--- WORK REQUIRED ---
Note the line where "pub fn compute(data: &[u8])" appears in the data below; write it out exactly, along with every line that comes after it to the end.
*** Opening RAW DATA ***
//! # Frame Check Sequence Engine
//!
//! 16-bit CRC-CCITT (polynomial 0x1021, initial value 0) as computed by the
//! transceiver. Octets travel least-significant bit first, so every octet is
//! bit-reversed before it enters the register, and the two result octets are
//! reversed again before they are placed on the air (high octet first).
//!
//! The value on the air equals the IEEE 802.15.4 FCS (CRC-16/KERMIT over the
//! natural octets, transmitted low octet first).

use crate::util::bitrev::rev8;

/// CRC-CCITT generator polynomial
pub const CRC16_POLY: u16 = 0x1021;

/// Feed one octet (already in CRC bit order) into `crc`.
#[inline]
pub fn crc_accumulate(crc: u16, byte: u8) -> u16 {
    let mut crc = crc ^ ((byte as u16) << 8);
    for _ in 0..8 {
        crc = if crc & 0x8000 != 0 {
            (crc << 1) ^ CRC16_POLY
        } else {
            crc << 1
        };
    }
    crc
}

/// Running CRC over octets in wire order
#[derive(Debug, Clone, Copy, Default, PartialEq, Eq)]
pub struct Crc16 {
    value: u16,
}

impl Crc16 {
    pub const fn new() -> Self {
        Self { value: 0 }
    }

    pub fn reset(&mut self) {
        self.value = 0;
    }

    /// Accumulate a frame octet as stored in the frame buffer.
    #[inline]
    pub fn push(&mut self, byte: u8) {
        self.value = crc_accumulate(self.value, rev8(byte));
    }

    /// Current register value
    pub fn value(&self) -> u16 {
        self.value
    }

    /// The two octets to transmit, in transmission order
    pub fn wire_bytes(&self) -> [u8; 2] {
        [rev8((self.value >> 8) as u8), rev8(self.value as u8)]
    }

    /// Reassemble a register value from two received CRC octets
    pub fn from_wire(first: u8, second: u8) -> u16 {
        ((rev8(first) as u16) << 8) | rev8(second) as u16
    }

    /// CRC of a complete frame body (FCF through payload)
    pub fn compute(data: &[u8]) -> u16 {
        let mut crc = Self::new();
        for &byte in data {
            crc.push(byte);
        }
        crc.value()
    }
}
*** Closing RAW DATA ***
--- ANSWER TO THE PROBLEM ---
    pub fn compute(data: &[u8]) -> u16 {
        let mut crc = Self::new();
        for &byte in data {
            crc.push(byte);
        }
        crc.value()
    }
}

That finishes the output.